He spread his hands. She understood. So, he was not the only one who had taken a position that would be convenient for their planning. No wonder nothing had come of the rendering of Nathan that Robin had sent to the police. And Nathan had told them that one of his professors had mentioned the jewel…
"Why didn't you just steal the jewel yourself?" she asked as it occurred to her.

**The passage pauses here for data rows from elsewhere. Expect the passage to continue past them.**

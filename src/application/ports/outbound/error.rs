//! Error types for port operations.

/// Repository operation errors with context for debugging.
#[derive(Debug, thiserror::Error)]
pub enum RepoError {
    /// Entity not found - includes entity type and ID for actionable error messages.
    #[error("{entity_type} not found: {id}")]
    NotFound {
        entity_type: &'static str,
        id: String,
    },

    /// Database operation failed - includes operation name for tracing.
    #[error("Database error in {operation}: {message}")]
    Database {
        operation: &'static str,
        message: String,
    },

    /// A stored value could not be decoded.
    #[error("Serialization error: {0}")]
    Serialization(String),

    #[error("Constraint violation: {0}")]
    ConstraintViolation(String),
}

impl RepoError {
    pub fn not_found(entity_type: &'static str, id: impl ToString) -> Self {
        Self::NotFound {
            entity_type,
            id: id.to_string(),
        }
    }

    pub fn database(operation: &'static str, message: impl ToString) -> Self {
        Self::Database {
            operation,
            message: message.to_string(),
        }
    }

    pub fn serialization(message: impl ToString) -> Self {
        Self::Serialization(message.to_string())
    }

    pub fn constraint(message: impl ToString) -> Self {
        Self::ConstraintViolation(message.to_string())
    }
}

"Why should I have?" Alaric smiled in a way that made her distinctly uncomfortable. Her backbone seemed to shake itself. "Compulsion is such an easy trick. All I had to do was plant the idea in the boy's mind. The beauty of it is that the victim never really knows. I even used it on you, to bring you out here."
Raven felt suddenly very, very cold.
"What?"
The attack on the train. He must have done it then. The impulse to leave had been so strong afterwards, but disturbingly she had not noticed anything unusual. Which thoughts had been hers, and which had been planted? Which feelings were the real ones?
"The thing about compulsion," said Alaric, as idly as a cobra, " as I'm sure you know, is that one must be within the correct range of distance to use it."
Anger came, stealing over her, creeping in like a shadow.
"Are you done stalling for time?" he asked. "Because I'd like to get down to business, and this is really very interesting."
Everything looked as red as fury.
"When one is close enough, as we are now, it is only a matter of applying the correct amount of pressure -"
A sudden jolt of pain left her wide-eyed and gasping for breath.
"- And one can exert even total control over their victim. What do you think of that? All it takes is a little push…"
It was as if her skull had begun to fold inward, crushed like a soda can beneath a tight unyielding pressure. Her limbs began to lose sensation. Her field of vision was slowly darkening.
No, she thought, no, no, no…
Raven grit her teeth and pushed back with all her strength. The effort left her reeling.
"Stay out of my mind," she growled, pouring out the anger in her voice, in her eyes. It seemed to radiate from her like a steam.
For a moment, Alaric looked stunned.
"So you have some defenses left, after all," he chuckled, recovering quickly. "That is quite a spell you're under, isn't it?"
"Shut up," Raven spat, sick of the whole encounter.
He held up the jewel speculatively. "You must have wanted to be free of your powers very badly. It's not powerful enough on its own to do such a thing. What do you think will happen, when it's gone?"
And suddenly the jewel was only dust in his hand.
Raven was too tired and too angry to be shocked. She looked numbly at the remains of the gem, nothing but dust. Then she raised her eyes to Alaric.
"Is that all?" she said bleakly.
"That's all for you," he murmured, smiling.
Again she felt that sharp and heavy pressure, a smothering sensation, filling her mouth and eyes and nostrils and all the bloodways of her body. She resisted the call to sleep. She pushed back with her whole self.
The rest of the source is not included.